A language is recursive (or decidable) if there exists a Turing machine that halts on every input and accepts exactly those strings in the language. Recursive languages form a proper subset of recursively enumerable languages; they represent problems that can be completely solved by algorithms.
You already know what a Turing machine is and what it means for a machine to accept or reject a string. The class of recursive (decidable) languages is defined by a stricter requirement: not just that the machine accepts the right strings, but that it *always halts*. A decider for a language L is a Turing machine that, for every input, either accepts (if the input is in L) or rejects (if not), and always terminates. This "always halts" condition is what separates recursion from mere recognizability.
The distinction from recursively enumerable (RE) languages is crucial. An RE language only needs a machine that accepts members — it is allowed to run forever on non-members. This asymmetry means RE recognition is a weaker guarantee: you can confirm membership but never confirm non-membership (the machine might just be running slowly). A recursive language is symmetric: membership and non-membership are both decidable in finite time. Equivalently, a language is recursive if and only if both it and its complement are RE — recognizers for both sides can be run in parallel, and whichever halts first gives the answer.
Concrete examples ground the concept. The language of palindromes is recursive: a TM scans the input, compares first and last characters repeatedly, and always halts. The language of strings of the form aⁿbⁿcⁿ is recursive. Regular and context-free languages are all recursive — membership in these classes is decidable by finite automata and pushdown automata, which always halt. Contrast these with the halting problem: no TM can decide, for all pairs (M, w), whether M halts on w. The halting problem is RE but not recursive.
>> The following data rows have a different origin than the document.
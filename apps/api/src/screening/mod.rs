// Evaluation pipeline: four model-call steps, a routing decision, one terminal step.
// Model calls go through llm_client::LanguageModel only.

pub mod decision;
pub mod handlers;
pub mod messages;
pub mod pipeline;
pub mod prompts;
pub mod steps;

use thiserror::Error;

/// Input problems that stop an application before the first step runs.
#[derive(Debug, Error, PartialEq, Eq)]
pub enum ScreeningError {
    #[error("CV text is empty; nothing to evaluate")]
    EmptyCv,

    #[error("Job posting text is empty")]
    EmptyJobPosting,
}
//! Screening pipeline: runs one application through the fixed workflow.
//!
//! Flow: extract name → categorize experience → assess skills → technical score →
//!       route → exactly one of { schedule interview, escalate, reject with feedback }.
//!
//! Once the inputs are non-empty the run cannot fail. Each model-call step either
//! yields its value or a `StepFailure`; on failure the pipeline substitutes the step's
//! fixed fallback and records the step in `degraded_steps`.

use std::sync::Arc;

use tracing::{info, warn};

use crate::llm_client::LanguageModel;
use crate::models::application::{
    ApplicationState, Decision, DegradedStep, ExperienceLevel, PipelineStep, SkillMatch,
};
use crate::screening::decision::RoutingPolicy;
use crate::screening::messages::{
    escalation_message, interview_message, rejection_fallback_message, rejection_message,
    FALLBACK_RECOMMENDATIONS,
};
use crate::screening::steps::{self, RejectionContext, StepFailure};
use crate::screening::ScreeningError;

pub const FALLBACK_CANDIDATE_NAME: &str = "Unknown Candidate";
pub const FALLBACK_EXPERIENCE: ExperienceLevel = ExperienceLevel::MidLevel;
pub const FALLBACK_SKILL_MATCH: SkillMatch = SkillMatch::PartialMatch;
pub const FALLBACK_TECHNICAL_SCORE: &str = "5";

/// Stateless between runs; safe to share across concurrent requests.
pub struct ScreeningPipeline {
    llm: Arc<dyn LanguageModel>,
    policy: RoutingPolicy,
}

impl ScreeningPipeline {
    pub fn new(llm: Arc<dyn LanguageModel>, policy: RoutingPolicy) -> Self {
        Self { llm, policy }
    }

    pub fn model_name(&self) -> &str {
        self.llm.model_name()
    }

    /// Runs every step on a fresh application state and returns the completed record.
    pub async fn evaluate(
        &self,
        mut state: ApplicationState,
    ) -> Result<ApplicationState, ScreeningError> {
        if state.cv_text.trim().is_empty() {
            return Err(ScreeningError::EmptyCv);
        }
        if state.job_posting.trim().is_empty() {
            return Err(ScreeningError::EmptyJobPosting);
        }

        let llm = self.llm.as_ref();
        info!("Screening application {}", state.application_id);

        let outcome = steps::extract_candidate_name(llm, &state.cv_text).await;
        let candidate_name = settle(
            &mut state,
            PipelineStep::ExtractCandidateName,
            outcome,
            || FALLBACK_CANDIDATE_NAME.to_string(),
        );
        state.candidate_name = Some(candidate_name.clone());

        let outcome = steps::categorize_experience(llm, &state.cv_text, &state.job_posting).await;
        let experience = settle(
            &mut state,
            PipelineStep::CategorizeExperience,
            outcome,
            || FALLBACK_EXPERIENCE,
        );
        state.experience_level = Some(experience);

        let outcome = steps::assess_skill_match(llm, &state.cv_text, &state.job_posting).await;
        let skill_match = settle(
            &mut state,
            PipelineStep::AssessSkillMatch,
            outcome,
            || FALLBACK_SKILL_MATCH,
        );
        state.skill_match = Some(skill_match);

        let outcome =
            steps::evaluate_technical(llm, &state.cv_text, experience, skill_match).await;
        let technical_score = settle(
            &mut state,
            PipelineStep::TechnicalEvaluation,
            outcome,
            || FALLBACK_TECHNICAL_SCORE.to_string(),
        );
        state.technical_score = Some(technical_score.clone());

        let decision = self.policy.route(&technical_score, experience);
        state.decision = Some(decision);

        match decision {
            Decision::ScheduleInterview => {
                state.response = Some(interview_message(&candidate_name));
            }
            Decision::Escalate => {
                state.response = Some(escalation_message(&candidate_name));
            }
            Decision::RejectWithFeedback => {
                let ctx = RejectionContext {
                    candidate_name: &candidate_name,
                    experience_level: experience,
                    skill_match,
                    technical_score: &technical_score,
                    job_posting: &state.job_posting,
                };
                let (response, recommendations) = match steps::recommend_learning(llm, ctx).await
                {
                    Ok(recommendations) => (rejection_message(&candidate_name), recommendations),
                    Err(failure) => {
                        record_degraded(&mut state, PipelineStep::RejectWithFeedback, &failure);
                        (
                            rejection_fallback_message(&candidate_name),
                            FALLBACK_RECOMMENDATIONS.to_string(),
                        )
                    }
                };
                state.response = Some(response);
                state.learning_recommendations = Some(recommendations);
            }
        }

        info!(
            "Application {} routed to {:?} (score={}, experience={}, skills={}, degraded_steps={})",
            state.application_id,
            decision,
            technical_score,
            experience,
            skill_match,
            state.degraded_steps.len()
        );

        Ok(state)
    }
}

/// Takes the step's value, or records the failure and returns the fallback.
fn settle<T>(
    state: &mut ApplicationState,
    step: PipelineStep,
    outcome: Result<T, StepFailure>,
    fallback: impl FnOnce() -> T,
) -> T {
    match outcome {
        Ok(value) => value,
        Err(failure) => {
            record_degraded(state, step, &failure);
            fallback()
        }
    }
}

fn record_degraded(state: &mut ApplicationState, step: PipelineStep, failure: &StepFailure) {
    debug_assert!(!state.is_degraded(step), "{step:?} recorded twice");
    warn!(
        "Application {}: step {:?} fell back to its default: {}",
        state.application_id, step, failure
    );
    state.degraded_steps.push(DegradedStep {
        step,
        reason: failure.to_string(),
    });
}

#[cfg(test)]
mod tests {
    use super::*;
    use crate::catalog::JobCatalog;
    use crate::llm_client::testing::{ScriptedModel, ScriptedReply};

    fn pipeline(model: Arc<ScriptedModel>) -> ScreeningPipeline {
        ScreeningPipeline::new(model, RoutingPolicy::default())
    }

    fn ml_engineer_text() -> String {
        JobCatalog::sample()
            .get("Machine Learning Engineer")
            .unwrap()
            .to_text()
    }

    #[tokio::test]
    async fn test_strong_senior_candidate_gets_interview() {
        let model = Arc::new(ScriptedModel::with_texts([
            "Jane Doe",
            "Senior-Level",
            "Strong Match",
            "9",
        ]));
        let state = ApplicationState::new("Jane Doe, 8 years ML experience", ml_engineer_text());

        let result = pipeline(model.clone()).evaluate(state).await.unwrap();

        assert_eq!(result.candidate_name.as_deref(), Some("Jane Doe"));
        assert_eq!(result.experience_level, Some(ExperienceLevel::SeniorLevel));
        assert_eq!(result.skill_match, Some(SkillMatch::StrongMatch));
        assert_eq!(result.technical_score.as_deref(), Some("9"));
        assert_eq!(result.decision, Some(Decision::ScheduleInterview));
        let response = result.response.unwrap();
        assert!(response.contains("Congratulations"));
        assert!(response.contains("Jane Doe"));
        assert!(result.learning_recommendations.is_none());
        assert!(result.degraded_steps.is_empty());

        // Interview is synthesized locally: exactly four model calls.
        let prompts = model.prompts();
        assert_eq!(prompts.len(), 4);
        assert_eq!(model.remaining(), 0);
        assert!(prompts[0].contains("Jane Doe, 8 years ML experience"));
        assert!(prompts[1].contains("Senior Machine Learning Engineer"));
    }

    #[tokio::test]
    async fn test_senior_borderline_candidate_escalates() {
        let model = Arc::new(ScriptedModel::with_texts([
            "John Smith",
            "Senior-Level",
            "Partial Match",
            "6.5",
        ]));
        let state = ApplicationState::new("John Smith, staff engineer", ml_engineer_text());

        let result = pipeline(model.clone()).evaluate(state).await.unwrap();

        assert_eq!(result.decision, Some(Decision::Escalate));
        let response = result.response.unwrap();
        assert!(response.contains("forwarded to our senior recruitment team"));
        assert!(response.contains("John Smith"));
        assert!(result.learning_recommendations.is_none());
        assert_eq!(model.prompts().len(), 4);
    }

    #[tokio::test]
    async fn test_low_score_rejects_with_recommendations() {
        let model = Arc::new(ScriptedModel::with_texts([
            "Sam Lee",
            "Mid-Level",
            "No Match",
            "3",
            "Study linear algebra and ship a small PyTorch project.",
        ]));
        let state = ApplicationState::new("Sam Lee, web developer", ml_engineer_text());

        let result = pipeline(model.clone()).evaluate(state).await.unwrap();

        assert_eq!(result.decision, Some(Decision::RejectWithFeedback));
        let response = result.response.unwrap();
        assert!(!response.contains("Congratulations"));
        assert!(!response.contains("forwarded"));
        assert!(response.contains("we believe in your potential"));
        assert_eq!(
            result.learning_recommendations.as_deref(),
            Some("Study linear algebra and ship a small PyTorch project.")
        );
        assert!(result.degraded_steps.is_empty());

        let prompts = model.prompts();
        assert_eq!(prompts.len(), 5);
        assert!(prompts[4].contains("Candidate: Sam Lee"));
        assert!(prompts[4].contains("Score: 3"));
    }

    #[tokio::test]
    async fn test_technical_transport_error_falls_back_to_five() {
        let model = Arc::new(ScriptedModel::new([
            ScriptedReply::text("Ana Ruiz"),
            ScriptedReply::text("Mid-Level"),
            ScriptedReply::text("Strong Match"),
            ScriptedReply::Status(502),
            ScriptedReply::text("Practice system design."),
        ]));
        let state = ApplicationState::new("Ana Ruiz CV", ml_engineer_text());

        let result = pipeline(model).evaluate(state).await.unwrap();

        assert_eq!(result.technical_score.as_deref(), Some("5"));
        assert_eq!(result.decision, Some(Decision::RejectWithFeedback));
        assert!(result.is_degraded(PipelineStep::TechnicalEvaluation));
        assert_eq!(result.degraded_steps.len(), 1);
        assert!(result.degraded_steps[0].reason.contains("502"));
        assert_eq!(
            result.learning_recommendations.as_deref(),
            Some("Practice system design.")
        );
    }

    #[tokio::test]
    async fn test_every_call_failing_still_produces_a_decision() {
        let model = Arc::new(ScriptedModel::default());
        let state = ApplicationState::new("some cv", "some job");

        let result = pipeline(model.clone()).evaluate(state).await.unwrap();

        assert_eq!(result.candidate_name.as_deref(), Some(FALLBACK_CANDIDATE_NAME));
        assert_eq!(result.experience_level, Some(FALLBACK_EXPERIENCE));
        assert_eq!(result.skill_match, Some(FALLBACK_SKILL_MATCH));
        assert_eq!(result.technical_score.as_deref(), Some(FALLBACK_TECHNICAL_SCORE));
        assert_eq!(result.decision, Some(Decision::RejectWithFeedback));
        assert_eq!(
            result.response.as_deref(),
            Some("Thank you for your interest, Unknown Candidate. Please continue developing your skills.")
        );
        assert_eq!(
            result.learning_recommendations.as_deref(),
            Some(FALLBACK_RECOMMENDATIONS)
        );

        let degraded: Vec<PipelineStep> = result.degraded_steps.iter().map(|d| d.step).collect();
        assert_eq!(
            degraded,
            vec![
                PipelineStep::ExtractCandidateName,
                PipelineStep::CategorizeExperience,
                PipelineStep::AssessSkillMatch,
                PipelineStep::TechnicalEvaluation,
                PipelineStep::RejectWithFeedback,
            ]
        );
        assert_eq!(model.prompts().len(), 5);
    }

    #[tokio::test]
    async fn test_unrecognized_labels_use_fallbacks() {
        let model = Arc::new(ScriptedModel::with_texts([
            "Kim Park",
            "hard to say",
            "maybe?",
            "8",
        ]));
        let state = ApplicationState::new("Kim Park CV", "job");

        let result = pipeline(model).evaluate(state).await.unwrap();

        assert_eq!(result.experience_level, Some(ExperienceLevel::MidLevel));
        assert_eq!(result.skill_match, Some(SkillMatch::PartialMatch));
        assert_eq!(result.decision, Some(Decision::ScheduleInterview));
        assert!(result.is_degraded(PipelineStep::CategorizeExperience));
        assert!(result.is_degraded(PipelineStep::AssessSkillMatch));
        assert!(!result.is_degraded(PipelineStep::TechnicalEvaluation));
    }

    #[tokio::test]
    async fn test_fallback_experience_feeds_technical_prompt() {
        let model = Arc::new(ScriptedModel::new([
            ScriptedReply::text("Kim Park"),
            ScriptedReply::Empty,
            ScriptedReply::text("Strong Match"),
            ScriptedReply::text("7"),
        ]));
        let state = ApplicationState::new("Kim Park CV", "job");

        pipeline(model.clone()).evaluate(state).await.unwrap();

        let prompts = model.prompts();
        assert!(prompts[3].contains("Experience: Mid-Level"));
    }

    #[tokio::test]
    async fn test_empty_cv_is_rejected_before_any_call() {
        let model = Arc::new(ScriptedModel::with_texts(["unused"]));
        let err = pipeline(model.clone())
            .evaluate(ApplicationState::new("  \n ", "job"))
            .await
            .unwrap_err();
        assert_eq!(err, ScreeningError::EmptyCv);
        assert!(model.prompts().is_empty());
    }

    #[tokio::test]
    async fn test_empty_job_posting_is_rejected() {
        let model = Arc::new(ScriptedModel::with_texts(["unused"]));
        let err = pipeline(model)
            .evaluate(ApplicationState::new("cv", ""))
            .await
            .unwrap_err();
        assert_eq!(err, ScreeningError::EmptyJobPosting);
    }

    #[tokio::test]
    async fn test_inputs_and_identity_preserved() {
        let model = Arc::new(ScriptedModel::with_texts(["Lee", "Entry-Level", "No Match", "9"]));
        let state = ApplicationState::new("Lee CV", "job").with_job_title("ML Engineer");
        let id = state.application_id;

        let result = pipeline(model).evaluate(state).await.unwrap();

        assert_eq!(result.application_id, id);
        assert_eq!(result.cv_text, "Lee CV");
        assert_eq!(result.job_posting, "job");
        assert_eq!(result.job_title.as_deref(), Some("ML Engineer"));
    }

    #[tokio::test]
    async fn test_custom_policy_is_applied() {
        let model = Arc::new(ScriptedModel::with_texts([
            "Lee",
            "Senior-Level",
            "Strong Match",
            "7.5",
        ]));
        let strict = ScreeningPipeline::new(
            model,
            RoutingPolicy {
                interview_threshold: 8.0,
                escalation_threshold: 7.0,
            },
        );
        let result = strict
            .evaluate(ApplicationState::new("Lee CV", "job"))
            .await
            .unwrap();
        assert_eq!(result.decision, Some(Decision::Escalate));
    }
}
Recursive languages correspond precisely to the class of problems solvable by algorithms in the informal sense — the Church-Turing thesis equates "algorithmically solvable" with "recursive." This is why the class is also called decidable. When you study complexity theory next, you will refine decidability further by asking not just whether a problem is solvable, but how efficiently — with polynomial-time deciders corresponding to the class P. The recursive languages form the outer boundary of tractability; the study of what lies outside (RE but not recursive, or not even RE) is the study of undecidability.